PostSun Aug 07, 2022 9:30 pm

Hendrik Proosa wrote:I don’t think so. 1:1 pixel per pixel view displays what it is supposed to, the differences in visual softness / resolution power. This is exactly the problem with 12K, same lens will not have enough resolving power anymore, making additional K-s useless. This is additionally compounded by softness introduced due to compression.

It is still unclear what kind of problem these 12K plates are supposed to solve in vfx side though, I can’t think of any. I can think of a lot of problems they introduce though.


I agree that the resolving power of the lens is in question and could be limiting seeing more detail beyond 8K with the 12K sensor. And that when they are both scaled to 4K DCI the reason to use one or the other for me comes down to the color reproduction and whether or not I see artifacts.

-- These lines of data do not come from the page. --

//! # Input Reader
//!
//! Reads the request description that drives one run: the identifiers of the
//! requisition (and of the purchasing document it became) and the list of
//! operations to perform.
//!
//! ```json
//! {
//!   "PurchaseRequisition": {
//!     "PurchaseRequisition": "10000001",
//!     "PurchaseRequisitionItem": {
//!       "PurchaseRequisitionItem": "10",
//!       "PurchasingDocument": "4500000001",
//!       "PurchasingDocumentItem": "10"
//!     }
//!   },
//!   "accepter": ["All"]
//! }
//! ```
//!
//! Any other top-level keys are ignored; missing identifiers read as empty strings.

pub mod error;

pub use error::*;

use crate::model::RequestIdentifiers;
use crate::operation::expand_accepter;
use serde::Deserialize;
use std::path::Path;
use tracing::debug;

/// The request description as stored on disk.
#[derive(Debug, Clone, Default, PartialEq, Eq, Deserialize)]
pub struct RequestDescription {
    #[serde(rename = "PurchaseRequisition", default)]
    pub purchase_requisition: RequisitionInput,
    #[serde(default)]
    pub accepter: Vec<String>,
}

#[derive(Debug, Clone, Default, PartialEq, Eq, Deserialize)]
#[serde(rename_all = "PascalCase", default)]
pub struct RequisitionInput {
    pub purchase_requisition: String,
    pub purchase_requisition_item: ItemInput,
}

#[derive(Debug, Clone, Default, PartialEq, Eq, Deserialize)]
#[serde(rename_all = "PascalCase", default)]
pub struct ItemInput {
    pub purchase_requisition_item: String,
    pub purchasing_document: String,
    pub purchasing_document_item: String,
}

impl RequestDescription {
    pub fn from_json(json: &str) -> Result<Self, serde_json::Error> {
        serde_json::from_str(json)
    }

    pub fn identifiers(&self) -> RequestIdentifiers {
        let requisition = &self.purchase_requisition;
        let item = &requisition.purchase_requisition_item;
        RequestIdentifiers::new(&requisition.purchase_requisition, &item.purchase_requisition_item)
            .with_purchasing_document(&item.purchasing_document, &item.purchasing_document_item)
    }

    /// Requested operation names, with the "all" forms of `accepter` expanded.
    pub fn operations(&self) -> Vec<String> {
        expand_accepter(&self.accepter)
    }
}

/// Reads a [`RequestDescription`] from a JSON file.
pub fn read_request(path: impl AsRef<Path>) -> Result<RequestDescription, InputError> {
    let path = path.as_ref();
    debug!(path = %path.display(), "Reading request description");

    let json = std::fs::read_to_string(path).map_err(|source| InputError::Io {
        path: path.to_path_buf(),
        source,
    })?;
    RequestDescription::from_json(&json).map_err(|source| InputError::Parse {
        path: path.to_path_buf(),
        source,
    })
}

In other words, let's say you take a 12K image recorded in 12K and an 8K recorded in 8K into the same 4K DCI timeline in Resolve and your imaging scaling is set to "center crop no resizing." You'll then have to zoom the 8K image 1.5x in the inspector to compare them. Or reduce the 12K.

If you're able to then overlay both images do you still see less detail in the 12K? Is this more an issue with that particular lens and its ability to resolve beyond 8K than the sensor's native reproduction ability?

In my own tests I see a slight bump in detail with the recorded 12K image with this way of testing. The 8K image looks softer. If I reduce the 12K image to match the 8K, the 8K still looks softer in a 4K timeline monitoring 4K.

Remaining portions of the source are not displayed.